» EXERCISE:
Please repeat the data shown below, word for word.

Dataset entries
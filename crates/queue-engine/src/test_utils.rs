//! Test utilities for the clinic queue.
//!
//! Deterministic clock, recording event sink and a ready-wired service.
//! Enable with the `test-utils` feature flag.
//!
//! # Example
//!
//! ```rust
//! use queue_engine::test_utils::MockTimeSource;
//! use queue_engine::TimeSource;
//!
//! let clock = MockTimeSource::at_clinic_opening();
//! let opened = clock.now();
//! clock.advance_minutes(10);
//! assert_eq!((clock.now() - opened).num_minutes(), 10);
//! ```

use crate::adapters::InMemoryQueueRepository;
use crate::config::QueueConfig;
use crate::domain::QueueEntry;
use crate::ports::{CheckInRequest, QueueApi, QueueEventSink, TimeSource};
use crate::service::QueueService;
use async_trait::async_trait;
use chrono::{DateTime, Duration, NaiveDate, TimeZone, Utc};
use parking_lot::Mutex;
use shared_bus::{EventMeta, EventPublisher, InMemoryEventBus, QueueEvent};
use shared_types::{AppointmentId, DayKey, PatientRef, StaffId};
use std::sync::Arc;

/// Service day used throughout the tests.
pub fn test_date() -> NaiveDate {
    NaiveDate::from_ymd_opt(2026, 10, 18).unwrap_or_default()
}

pub fn day(clinic: &str) -> DayKey {
    DayKey::new(clinic.into(), test_date())
}

/// A scheduled entry that has not checked in yet.
pub fn scheduled_entry(day: &DayKey, staff: &str, patient: &str) -> QueueEntry {
    QueueEntry::scheduled(
        AppointmentId::new(),
        day,
        StaffId::from(staff),
        PatientRef::from(patient),
        "consultation",
        Utc::now(),
    )
}

pub fn event_meta(day: &DayKey) -> EventMeta {
    EventMeta::new(day, StaffId::from("front-desk"), Utc::now())
}

/// A clock that only moves when told to.
#[derive(Debug)]
pub struct MockTimeSource {
    now: Mutex<DateTime<Utc>>,
}

impl MockTimeSource {
    pub fn new(now: DateTime<Utc>) -> Self {
        Self {
            now: Mutex::new(now),
        }
    }

    /// 08:00 UTC on the test date.
    pub fn at_clinic_opening() -> Self {
        Self::new(
            Utc.with_ymd_and_hms(2026, 10, 18, 8, 0, 0)
                .single()
                .unwrap_or_else(Utc::now),
        )
    }

    pub fn advance(&self, by: Duration) {
        *self.now.lock() += by;
    }

    pub fn advance_minutes(&self, minutes: i64) {
        self.advance(Duration::minutes(minutes));
    }

    pub fn set(&self, now: DateTime<Utc>) {
        *self.now.lock() = now;
    }
}

impl TimeSource for MockTimeSource {
    fn now(&self) -> DateTime<Utc> {
        *self.now.lock()
    }
}

/// Records every published event, optionally forwarding to a bus.
#[derive(Default)]
pub struct RecordingEventSink {
    events: Mutex<Vec<QueueEvent>>,
    bus: Option<Arc<InMemoryEventBus>>,
}

impl RecordingEventSink {
    pub fn new() -> Self {
        Self::default()
    }

    pub fn forwarding(bus: Arc<InMemoryEventBus>) -> Self {
        Self {
            events: Mutex::new(Vec::new()),
            bus: Some(bus),
        }
    }

    pub fn events(&self) -> Vec<QueueEvent> {
        self.events.lock().clone()
    }

    pub fn names(&self) -> Vec<&'static str> {
        self.events.lock().iter().map(QueueEvent::name).collect()
    }

    pub fn clear(&self) {
        self.events.lock().clear();
    }
}

#[async_trait]
impl QueueEventSink for RecordingEventSink {
    async fn publish_all(&self, events: Vec<QueueEvent>) -> usize {
        let count = events.len();
        self.events.lock().extend(events.iter().cloned());
        if let Some(bus) = &self.bus {
            for event in events {
                bus.publish(event).await;
            }
        }
        count
    }
}

pub type TestService = QueueService<InMemoryQueueRepository, RecordingEventSink, Arc<MockTimeSource>>;

/// A service over in-memory storage with a controllable clock.
pub struct Harness {
    pub day: DayKey,
    pub clock: Arc<MockTimeSource>,
    pub repository: Arc<InMemoryQueueRepository>,
    pub events: Arc<RecordingEventSink>,
    pub bus: Arc<InMemoryEventBus>,
    pub service: Arc<TestService>,
}

pub fn harness() -> Harness {
    harness_with(QueueConfig::for_testing())
}

pub fn harness_with(config: QueueConfig) -> Harness {
    let clock = Arc::new(MockTimeSource::at_clinic_opening());
    let repository = Arc::new(InMemoryQueueRepository::new());
    let bus = Arc::new(InMemoryEventBus::new());
    let events = Arc::new(RecordingEventSink::forwarding(bus.clone()));
    let service = Arc::new(QueueService::new(
        repository.clone(),
        events.clone(),
        clock.clone(),
        config,
    ));
    Harness {
        day: day("north"),
        clock,
        repository,
        events,
        bus,
        service,
    }
}

impl Harness {
    pub fn check_in_request(&self, staff: &str, patient: &str) -> CheckInRequest {
        CheckInRequest {
            appointment_id: None,
            clinic_id: self.day.clinic_id.clone(),
            date: self.day.date,
            staff_id: StaffId::from(staff),
            patient_ref: PatientRef::from(patient),
            appointment_type: "consultation".to_string(),
            performed_by: StaffId::from("front-desk"),
        }
    }
}

/// Walk a patient in for `staff` on the harness day.
pub async fn check_in(h: &Harness, staff: &str, patient: &str) -> AppointmentId {
    match h.service.check_in(h.check_in_request(staff, patient)).await {
        Ok(entry) => entry.id,
        Err(e) => panic!("check-in failed: {e}"),
    }
}

/// Check in several patients for one staff member, in order.
pub async fn check_in_all(h: &Harness, staff: &str, patients: &[&str]) -> Vec<AppointmentId> {
    let mut ids = Vec::with_capacity(patients.len());
    for patient in patients {
        ids.push(check_in(h, staff, patient).await);
    }
    ids
}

» ANSWER TO THE EXERCISE:
filename crates/queue-engine/src/test_utils.rs
//! Test utilities for the clinic queue.
//!
//! Deterministic clock, recording event sink and a ready-wired service.
//! Enable with the `test-utils` feature flag.
//!
//! # Example
//!
//! ```rust
//! use queue_engine::test_utils::MockTimeSource;
//! use queue_engine::TimeSource;
//!
//! let clock = MockTimeSource::at_clinic_opening();
//! let opened = clock.now();
//! clock.advance_minutes(10);
//! assert_eq!((clock.now() - opened).num_minutes(), 10);
//! ```

use crate::adapters::InMemoryQueueRepository;
use crate::config::QueueConfig;
use crate::domain::QueueEntry;
use crate::ports::{CheckInRequest, QueueApi, QueueEventSink, TimeSource};
use crate::service::QueueService;
use async_trait::async_trait;
use chrono::{DateTime, Duration, NaiveDate, TimeZone, Utc};
use parking_lot::Mutex;
use shared_bus::{EventMeta, EventPublisher, InMemoryEventBus, QueueEvent};
use shared_types::{AppointmentId, DayKey, PatientRef, StaffId};
use std::sync::Arc;

/// Service day used throughout the tests.
pub fn test_date() -> NaiveDate {
    NaiveDate::from_ymd_opt(2026, 10, 18).unwrap_or_default()
}

pub fn day(clinic: &str) -> DayKey {
    DayKey::new(clinic.into(), test_date())
}

/// A scheduled entry that has not checked in yet.
pub fn scheduled_entry(day: &DayKey, staff: &str, patient: &str) -> QueueEntry {
    QueueEntry::scheduled(
        AppointmentId::new(),
        day,
        StaffId::from(staff),
        PatientRef::from(patient),
        "consultation",
        Utc::now(),
    )
}

pub fn event_meta(day: &DayKey) -> EventMeta {
    EventMeta::new(day, StaffId::from("front-desk"), Utc::now())
}

/// A clock that only moves when told to.
#[derive(Debug)]
pub struct MockTimeSource {
    now: Mutex<DateTime<Utc>>,
}

impl MockTimeSource {
    pub fn new(now: DateTime<Utc>) -> Self {
        Self {
            now: Mutex::new(now),
        }
    }

    /// 08:00 UTC on the test date.
    pub fn at_clinic_opening() -> Self {
        Self::new(
            Utc.with_ymd_and_hms(2026, 10, 18, 8, 0, 0)
                .single()
                .unwrap_or_else(Utc::now),
        )
    }

    pub fn advance(&self, by: Duration) {
        *self.now.lock() += by;
    }

    pub fn advance_minutes(&self, minutes: i64) {
        self.advance(Duration::minutes(minutes));
    }

    pub fn set(&self, now: DateTime<Utc>) {
        *self.now.lock() = now;
    }
}

impl TimeSource for MockTimeSource {
    fn now(&self) -> DateTime<Utc> {
        *self.now.lock()
    }
}

/// Records every published event, optionally forwarding to a bus.
#[derive(Default)]
pub struct RecordingEventSink {
    events: Mutex<Vec<QueueEvent>>,
    bus: Option<Arc<InMemoryEventBus>>,
}

impl RecordingEventSink {
    pub fn new() -> Self {
        Self::default()
    }

    pub fn forwarding(bus: Arc<InMemoryEventBus>) -> Self {
        Self {
            events: Mutex::new(Vec::new()),
            bus: Some(bus),
        }
    }

    pub fn events(&self) -> Vec<QueueEvent> {
        self.events.lock().clone()
    }

    pub fn names(&self) -> Vec<&'static str> {
        self.events.lock().iter().map(QueueEvent::name).collect()
    }

    pub fn clear(&self) {
        self.events.lock().clear();
    }
}

#[async_trait]
impl QueueEventSink for RecordingEventSink {
    async fn publish_all(&self, events: Vec<QueueEvent>) -> usize {
        let count = events.len();
        self.events.lock().extend(events.iter().cloned());
        if let Some(bus) = &self.bus {
            for event in events {
                bus.publish(event).await;
            }
        }
        count
    }
}

pub type TestService = QueueService<InMemoryQueueRepository, RecordingEventSink, Arc<MockTimeSource>>;

/// A service over in-memory storage with a controllable clock.
pub struct Harness {
    pub day: DayKey,
    pub clock: Arc<MockTimeSource>,
    pub repository: Arc<InMemoryQueueRepository>,
    pub events: Arc<RecordingEventSink>,
    pub bus: Arc<InMemoryEventBus>,
    pub service: Arc<TestService>,
}

pub fn harness() -> Harness {
    harness_with(QueueConfig::for_testing())
}

pub fn harness_with(config: QueueConfig) -> Harness {
    let clock = Arc::new(MockTimeSource::at_clinic_opening());
    let repository = Arc::new(InMemoryQueueRepository::new());
    let bus = Arc::new(InMemoryEventBus::new());
    let events = Arc::new(RecordingEventSink::forwarding(bus.clone()));
    let service = Arc::new(QueueService::new(
        repository.clone(),
        events.clone(),
        clock.clone(),
        config,
    ));
    Harness {
        day: day("north"),
        clock,
        repository,
        events,
        bus,
        service,
    }
}

impl Harness {
    pub fn check_in_request(&self, staff: &str, patient: &str) -> CheckInRequest {
        CheckInRequest {
            appointment_id: None,
            clinic_id: self.day.clinic_id.clone(),
            date: self.day.date,
            staff_id: StaffId::from(staff),
            patient_ref: PatientRef::from(patient),
            appointment_type: "consultation".to_string(),
            performed_by: StaffId::from("front-desk"),
        }
    }
}

/// Walk a patient in for `staff` on the harness day.
pub async fn check_in(h: &Harness, staff: &str, patient: &str) -> AppointmentId {
    match h.service.check_in(h.check_in_request(staff, patient)).await {
        Ok(entry) => entry.id,
        Err(e) => panic!("check-in failed: {e}"),
    }
}

/// Check in several patients for one staff member, in order.
pub async fn check_in_all(h: &Harness, staff: &str, patients: &[&str]) -> Vec<AppointmentId> {
    let mut ids = Vec::with_capacity(patients.len());
    for patient in patients {
        ids.push(check_in(h, staff, patient).await);
    }
    ids
}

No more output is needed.